HOW TO COMPLETE THIS TASK:
Look through the entries below for the string "match", and copy each line where it is found.

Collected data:
== Segment start ==
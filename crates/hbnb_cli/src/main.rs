//! `hbnb` console entry point.
//!
//! # Responsibility
//! - Build configuration from the environment (and `.env`, if present).
//! - Refuse to start with a half-initialized store.
//! - Run the console over stdin/stdout and close the store on exit.

use hbnb_core::{init_logging, open_storage, Config, Console};
use log::{error, info};
use std::io::{self, IsTerminal};
use std::process::ExitCode;

fn main() -> ExitCode {
    dotenvy::dotenv().ok();

    let config = match Config::from_env() {
        Ok(config) => config,
        Err(err) => {
            eprintln!("hbnb: {err}");
            return ExitCode::FAILURE;
        }
    };

    if let Err(err) = init_logging(&config.log_level, &config.log_dir) {
        eprintln!("hbnb: logging disabled: {err}");
    }

    let storage = match open_storage(&config) {
        Ok(storage) => storage,
        Err(err) => {
            error!("event=app_start module=cli status=error error={err}");
            eprintln!("hbnb: cannot open storage: {err}");
            return ExitCode::FAILURE;
        }
    };

    let stdin = io::stdin();
    let interactive = stdin.is_terminal();
    let mut console = Console::new(storage, io::stdout().lock()).with_prompt(interactive);
    let run_result = console.run(stdin.lock());

    let (mut storage, _) = console.into_parts();
    let close_result = storage.close();
    info!("event=app_stop module=cli status=ok");

    if let Err(err) = run_result {
        eprintln!("hbnb: {err}");
        return ExitCode::FAILURE;
    }
    if let Err(err) = close_result {
        eprintln!("hbnb: failed to close storage: {err}");
        return ExitCode::FAILURE;
    }
    ExitCode::SUCCESS
}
== Segment end ==
EXERCISE RESPONSE:
    let config = match Config::from_env() {
    let storage = match open_storage(&config) {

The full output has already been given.